Boris Godounov, avec ses 3h30 de musique, ses proportions ambitieuses, sa liste de personnages plus longue que la ligne de chemin de fer transsibérienne et sa succession de tableaux où l’action et les personnages comptent finalement moins que la peinture, par touches successives, d’une gigantesque fresque sur l’âme et l’Histoire de tout un peuple, passe pour la quintessence de l’opéra russe. Que l’on revienne à la version initiale de 1869, jamais jouée du vivant de Moussorgski, et la face de l’œuvre en est changée. Sept tableaux sans entracte, sans acte polonais, sans le personnage de Marina et sans l’émeute finale, qui font passer comme l’éclair une intrigue tendue et ramassée : voilà qui aiguise la tragédie vécue par Boris, sa folie et sa mort devenant les sommets indiscutables de la partition ; l’ajout de la belle plainte de Xenia au début de la cinquième scène, les sensibles différences que l’on remarque et dans l’orchestration et dans le livret : voilà qui nous montre un opéra très distinct de ce que l’on a l’habitude d’entendre, et dont la portée esthétique laisse songeur. Boris Godounov dans la version de 1869 n’a pas le faste grandiose de sa sœur de 1872, mais est-elle moins caractérisée, d’une certaine manière « moins russe » pour autant ? Plus brève et plus violente, la première mouture annonce Prokofiev et Chostakovitch quand la révision ultérieure veut revenir à Glinka. Faut-il en déduire qu’elle lui est supérieure en montrant plus d’audace ? Soulignons plutôt que Moussorgski a su accomplir l’exploit, en deux versions d’une même œuvre qui en réalité ne sont pas loin de faire deux œuvres bien distinctes, de relier d’un trait de plume la tradition et l’avenir de la musique en Russie.

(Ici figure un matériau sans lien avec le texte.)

//! Executes one `namespace.method` call from validation to response.
//!
//! A call passes through validation, authentication, permission checks, and
//! transaction handling before the service runs. Every outcome, including a
//! panic inside the service, is reported as a [`ResponseEnvelope`]; the
//! dispatcher never returns an error to its caller.

use std::cell::RefCell;
use std::net::IpAddr;
use std::sync::Arc;

use serde_json::Value;
use tracing::{debug, info, warn};

use crate::auth::{Authenticator, Identity, requires_authentication};
use crate::capture::CaptureScope;
use crate::envelope::{DebugInfo, ResponseEnvelope};
use crate::error::{ApiError, ErrorCode, INTERNAL_ERROR_MESSAGE, ServiceError};
use crate::registry::ServiceRegistry;
use crate::service::{CallContext, Params};
use crate::transaction::{OwnedTransaction, TransactionBackend, TransactionCoordinator};
use crate::validator::MethodValidator;

/// Tracing target for dispatch operations.
pub(crate) const DISPATCH_TARGET: &str = concat!(env!("CARGO_PKG_NAME"), "::dispatch");

/// Parameter stripped from every call before it reaches a service.
const NO_PERMISSIONS_PARAM: &str = "nopermissions";

/// State shared by every call made while serving one request.
///
/// A request context is confined to the thread serving the request.
#[derive(Debug)]
pub struct RequestContext {
    transactions: TransactionCoordinator,
    client_address: Option<IpAddr>,
    frames: RefCell<Vec<String>>,
}

impl RequestContext {
    /// Creates a context whose calls run against `backend`.
    #[must_use]
    pub fn new(backend: impl TransactionBackend) -> Self {
        Self {
            transactions: TransactionCoordinator::new(backend),
            client_address: None,
            frames: RefCell::new(Vec::new()),
        }
    }

    /// Records the address of the remote client.
    #[must_use]
    pub fn with_client_address(mut self, address: Option<IpAddr>) -> Self {
        self.client_address = address;
        self
    }

    /// The request's transaction coordinator.
    #[must_use]
    pub const fn transactions(&self) -> &TransactionCoordinator {
        &self.transactions
    }

    /// Address of the remote client, when the transport has one.
    #[must_use]
    pub const fn client_address(&self) -> Option<IpAddr> {
        self.client_address
    }

    /// Calls currently in progress, innermost first.
    #[must_use]
    pub fn active_calls(&self) -> Vec<String> {
        self.frames.borrow().iter().rev().cloned().collect()
    }

    fn enter_call(&self, api: &str, method: &str) -> CallFrame<'_> {
        self.frames.borrow_mut().push(format!("{api}.{method}"));
        CallFrame { request: self }
    }
}

struct CallFrame<'a> {
    request: &'a RequestContext,
}

impl Drop for CallFrame<'_> {
    fn drop(&mut self) {
        self.request.frames.borrow_mut().pop();
    }
}

/// Names of the call being dispatched, as given and lower-cased.
struct Call<'a> {
    api: &'a str,
    method: &'a str,
    api_key: String,
    method_key: String,
}

impl Call<'_> {
    fn keeps_failed_effects(&self) -> bool {
        self.api_key == "user" && self.method_key == "login"
    }
}

/// State accumulated while a call runs.
#[derive(Default)]
struct Execution<'r> {
    identity: Option<Identity>,
    transaction: Option<OwnedTransaction<'r>>,
}

/// Routes calls to registered services.
#[derive(Debug, Clone)]
pub struct Dispatcher {
    registry: Arc<ServiceRegistry>,
    authenticator: Authenticator,
}

impl Dispatcher {
    /// Creates a dispatcher over `registry`.
    #[must_use]
    pub fn new(registry: ServiceRegistry) -> Self {
        Self::from_shared(Arc::new(registry))
    }

    /// Creates a dispatcher over an already shared registry.
    #[must_use]
    pub fn from_shared(registry: Arc<ServiceRegistry>) -> Self {
        Self {
            registry,
            authenticator: Authenticator::new(),
        }
    }

    /// The registry this dispatcher routes to.
    #[must_use]
    pub fn registry(&self) -> &ServiceRegistry {
        &self.registry
    }

    /// Executes `api.method` with `params` on behalf of the holder of `auth`.
    ///
    /// Calls made while another call of the same request is running join its
    /// transaction; the outermost call alone commits or rolls back.
    #[must_use]
    pub fn call_method(
        &self,
        request: &RequestContext,
        api: &str,
        method: &str,
        params: Params,
        auth: Option<&str>,
    ) -> ResponseEnvelope {
        let call = Call {
            api,
            method,
            api_key: api.to_ascii_lowercase(),
            method_key: method.to_ascii_lowercase(),
        };
        debug!(target: DISPATCH_TARGET, api, method, "dispatching call");

        if let Err(error) = self.validate(&call, auth) {
            debug!(
                target: DISPATCH_TARGET,
                api,
                method,
                reason = error.message(),
                "call rejected"
            );
            return error.into();
        }

        let scope = CaptureScope::enter();
        let _frame = request.enter_call(api, method);
        let mut execution = Execution::default();
        let outcome = self.execute(&scope, request, &call, params, auth, &mut execution);

        match outcome {
            Ok(data) => match execution.transaction.take().map(OwnedTransaction::commit) {
                Some(Err(error)) => {
                    self.failure(error, &call, execution.identity.as_ref(), request)
                }
                _ => ResponseEnvelope::success(data),
            },
            Err(error) => {
                if let Some(transaction) = execution.transaction.take() {
                    let commit = call.keeps_failed_effects();
                    if let Err(end_error) = transaction.end(commit) {
                        warn!(
                            target: DISPATCH_TARGET,
                            api,
                            method,
                            error = %end_error,
                            "failed to end transaction after a failed call"
                        );
                    }
                }
                self.failure(error, &call, execution.identity.as_ref(), request)
            }
        }
    }

    fn validate(&self, call: &Call<'_>, auth: Option<&str>) -> Result<(), ApiError> {
        if !self.registry.has_service(&call.api_key) {
            return Err(ApiError::invalid_parameters(format!(
                "Incorrect API \"{}\".",
                call.api
            )));
        }
        if !MethodValidator::new(&self.registry).is_valid_method(&call.api_key, &call.method_key) {
            return Err(ApiError::invalid_parameters(format!(
                "Incorrect method \"{}.{}\".",
                call.api, call.method
            )));
        }
        if auth.is_some() && !requires_authentication(&call.api_key, &call.method_key) {
            return Err(ApiError::invalid_parameters(format!(
                "The \"{}.{}\" method must be called without the \"auth\" parameter.",
                call.api, call.method
            )));
        }
        Ok(())
    }

    fn execute<'r>(
        &self,
        scope: &CaptureScope,
        request: &'r RequestContext,
        call: &Call<'_>,
        mut params: Params,
        auth: Option<&str>,
        execution: &mut Execution<'r>,
    ) -> Result<Value, ServiceError> {
        let service = self.registry.get_service(&call.api_key)?;

        if requires_authentication(&call.api_key, &call.method_key) {
            let ctx = CallContext::new(self, request, None);
            let identity = scope.call(|| self.authenticator.authenticate(&ctx, auth))?;
            let identity = execution.identity.insert(identity);
            if !service.access_rule(&call.method_key).allows(identity) {
                return Err(ApiError::permissions(format!(
                    "No permissions to call \"{}.{}\".",
                    call.api, call.method
                ))
                .into());
            }
        }

        params.remove(NO_PERMISSIONS_PARAM);
        execution.transaction = request.transactions().begin_owned()?;

        let ctx = CallContext::new(self, request, execution.identity.as_ref());
        scope.call(|| service.call(&ctx, &call.method_key, params))
    }

    fn failure(
        &self,
        error: ServiceError,
        call: &Call<'_>,
        identity: Option<&Identity>,
        request: &RequestContext,
    ) -> ResponseEnvelope {
        let debug_mode = identity.is_some_and(|identity| identity.debug_mode);
        match error {
            ServiceError::Api(error) => {
                info!(
                    target: DISPATCH_TARGET,
                    api = call.api,
                    method = call.method,
                    code = error.code().as_i32(),
                    reason = error.message(),
                    "call failed"
                );
                let debug = debug_mode
                    .then(|| DebugInfo::new(error.message(), request.active_calls()));
                ResponseEnvelope::failure(error.code(), error.message(), debug)
            }
            ServiceError::Internal(error) => {
                warn!(
                    target: DISPATCH_TARGET,
                    api = call.api,
                    method = call.method,
                    error = %error,
                    "call failed unexpectedly"
                );
                let debug = debug_mode.then(|| {
                    let (message, mut trace) = error.into_parts();
                    trace.extend(request.active_calls());
                    DebugInfo::new(message, trace)
                });
                ResponseEnvelope::failure(ErrorCode::Internal, INTERNAL_ERROR_MESSAGE, debug)
            }
        }
    }
}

Le tranchant de la partition initiale se retrouve dans la crudité du spectacle de Yannis Kokkos, où émerge d’une scénographie crépusculaire les dorures du trône et du costume de Boris, inutiles avatars d’un pouvoir qui, sous le décorum, ne cache pas l’horreur de ses origines, ni la noirceur de ses desseins. Le geste épuré de Tugan Sokhiev, à la tête d’un effectif orchestral relativement aminci, sait répondre à ce théâtre sans apprêt ; ce Moussorgski qui pourrait déconcerter tant il évite le grandiose que l’on avait l’habitude d’associer à sa musique touche juste, au cœur du drame. Et que les nostalgiques d’une texture lyrique plus foisonnante se rassurent : les choristes sont là pour exhaler des parfums de Grande Russie…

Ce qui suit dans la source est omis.